Sur les bords polis ou biseautés, on écarte les produits abrasifs et les éponges grattantes : elles ternissent le poli en quelques passages. Un vaporisateur de vinaigre blanc dilué fait aussi bien l’affaire pour le calcaire, à condition de rincer avec un chiffon humide juste après pour ne pas laisser d’odeur.
Le plateau laqué : gare aux rayures et à la chaleur
La laque, mate ou brillante, est la finition la plus sensible aux petites agressions du quotidien : rayures, auréoles de chaleur, traces d’alcool. Un chiffon doux et sec suffit pour l’essuyage courant. Pour une tache plus tenace, on humidifie légèrement le chiffon avec de l’eau tiède, jamais avec de l’alcool ou un solvant qui attaquerait le vernis.
Sur une finition brillante, la microfibre rêche laisse parfois des micro-rayures visibles sous certains angles de lumière : un chiffon en coton doux reste plus sûr. On glisse systématiquement un dessous de verre ou d’assiette sous les objets chauds ou humides, le laqué marquant beaucoup plus vite qu’un plateau en bois massif ou en verre trempé.
Le mécanisme relevable : le geste qu’on oublie trop souvent
Le plateau attire toute l’attention, mais c’est le mécanisme qui fait le travail à chaque utilisation.
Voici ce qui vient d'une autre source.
// SPDX-License-Identifier: BUSL-1.1
// Copyright (c) 2026 Alfred Jean LLC

//! Dashboard terminal: command interpretation and scrollback

use crate::stats::format_uptime;
use crate::status::BotStatus;
use rand::Rng;
use serde::Serialize;
use std::fmt;

pub const HELP_TEXT: &str = "Available commands: status, users, restart, clear, help";

/// A parsed terminal command
#[derive(Debug, Clone, PartialEq, Eq)]
pub enum TerminalCommand {
    Status,
    Users,
    Restart,
    Clear,
    Help,
    /// Original input, untrimmed case preserved
    Unknown(String),
}

impl TerminalCommand {
    /// Parse one input line; blank input yields `None`
    pub fn parse(input: &str) -> Option<Self> {
        let trimmed = input.trim();
        if trimmed.is_empty() {
            return None;
        }
        Some(match trimmed.to_lowercase().as_str() {
            "status" => TerminalCommand::Status,
            "users" => TerminalCommand::Users,
            "restart" => TerminalCommand::Restart,
            "clear" => TerminalCommand::Clear,
            "help" => TerminalCommand::Help,
            _ => TerminalCommand::Unknown(trimmed.to_string()),
        })
    }
}

/// Side effect requested by a command, applied by the caller
#[derive(Debug, Clone, Copy, PartialEq, Eq, Serialize)]
#[serde(rename_all = "lowercase")]
pub enum TerminalEffect {
    Restart,
    Clear,
}

#[derive(Debug, Clone, PartialEq, Eq, Serialize)]
pub struct TerminalReply {
    pub text: String,
    pub effect: Option<TerminalEffect>,
}

impl TerminalReply {
    fn text(text: impl Into<String>) -> Self {
        Self {
            text: text.into(),
            effect: None,
        }
    }

    fn with_effect(mut self, effect: TerminalEffect) -> Self {
        self.effect = Some(effect);
        self
    }
}

impl fmt::Display for TerminalReply {
    fn fmt(&self, f: &mut fmt::Formatter<'_>) -> fmt::Result {
        f.write_str(&self.text)
    }
}

/// State a command may read
#[derive(Debug, Clone, Copy)]
pub struct TerminalContext {
    pub status: BotStatus,
    pub uptime_secs: u64,
}

pub fn respond<R: Rng + ?Sized>(
    command: &TerminalCommand,
    ctx: &TerminalContext,
    rng: &mut R,
) -> TerminalReply {
    match command {
        TerminalCommand::Status => TerminalReply::text(format!(
            "Bot Status: {}\nUptime: {}",
            ctx.status,
            format_uptime(ctx.uptime_secs)
        )),
        TerminalCommand::Users => {
            let total: u32 = rng.gen_range(100..1100);
            let active: u32 = rng.gen_range(0..100);
            TerminalReply::text(format!("Total Users: {}\nActive Today: {}", total, active))
        }
        TerminalCommand::Restart => {
            TerminalReply::text("Restarting bot...").with_effect(TerminalEffect::Restart)
        }
        TerminalCommand::Clear => {
            TerminalReply::text("Terminal cleared").with_effect(TerminalEffect::Clear)
        }
        TerminalCommand::Help => TerminalReply::text(HELP_TEXT),
        TerminalCommand::Unknown(input) => TerminalReply::text(format!(
            "Command not found: {}\nType 'help' for available commands",
            input
        )),
    }
}

/// Canned lines shown when viewing system logs
pub fn system_log_lines() -> [&'static str; 3] {
    [
        "[INFO] Bot started successfully",
        "[INFO] Connected to WhatsApp",
        "[INFO] 150 users loaded",
    ]
}

pub const LOG_HEADER: [&str; 2] = ["=== SYSTEM LOGS ===", "Loading recent logs..."];

/// Terminal scrollback
#[derive(Debug, Clone, Default)]
pub struct TerminalLog {
    lines: Vec<String>,
}

impl TerminalLog {
    pub fn new() -> Self {
        Self::default()
    }

    /// Append text, one entry per line
    pub fn push(&mut self, text: &str) {
        self.lines.extend(text.lines().map(str::to_string));
    }

    pub fn echo(&mut self, input: &str) {
        self.lines.push(format!("$ {}", input));
    }

    pub fn clear(&mut self) {
        self.lines.clear();
    }

    /// Apply a reply, honoring a clear request before the reply text
    pub fn apply(&mut self, reply: &TerminalReply) {
        if reply.effect == Some(TerminalEffect::Clear) {
            self.clear();
        }
        self.push(&reply.text);
    }

    pub fn lines(&self) -> &[String] {
        &self.lines
    }
}

#[cfg(test)]
#[path = "terminal_tests.rs"]
mod tests;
Une à deux fois par an, on démonte l’accès (souvent un panneau ou un tiroir sous le plateau) pour dépoussiérer les rails et les charnières avec un pinceau sec ou un aspirateur muni d’un embout fin.
Une fois le mécanisme propre, une goutte d’huile ou de graisse silicone sur les points de friction (charnières, glissières, vérin à gaz) évite les grincements et les blocages progressifs. On évite les huiles trop fluides qui coulent sur le plateau, et on essuie le surplus pour ne pas tacher le dessous. Pour un rappel complet du fonctionnement de ces mécanismes selon les modèles, notre article sur les différents mécanismes de table basse relevable détaille les variantes à vérin, à charnières ou à crémaillère.
Un entretien qui s’adapte à la hauteur et à l’usage
Une table utilisée quotidiennement en position haute, pour manger devant un film ou travailler ponctuellement, sollicite davantage le mécanisme qu’une table qui reste en position basse la plupart du temps. Si vous hésitez encore sur la hauteur idéale relevée pour un usage repas ou bureau, notre guide des dimensions de table basse relevable aide à cadrer ce choix, qui influe aussi sur l’usure du mécanisme dans le temps.
Le choix de la matière du plateau, lui, se raisonne souvent en même temps que celui de la forme, ronde ou rectangulaire, abordé dans notre comparatif sur table basse relevable ronde ou rectangulaire. Un entretien régulier, adapté à la matière choisie, reste le meilleur moyen de garder une table basse relevable fonctionnelle et esthétique dans votre pièce à vivre, saison après saison.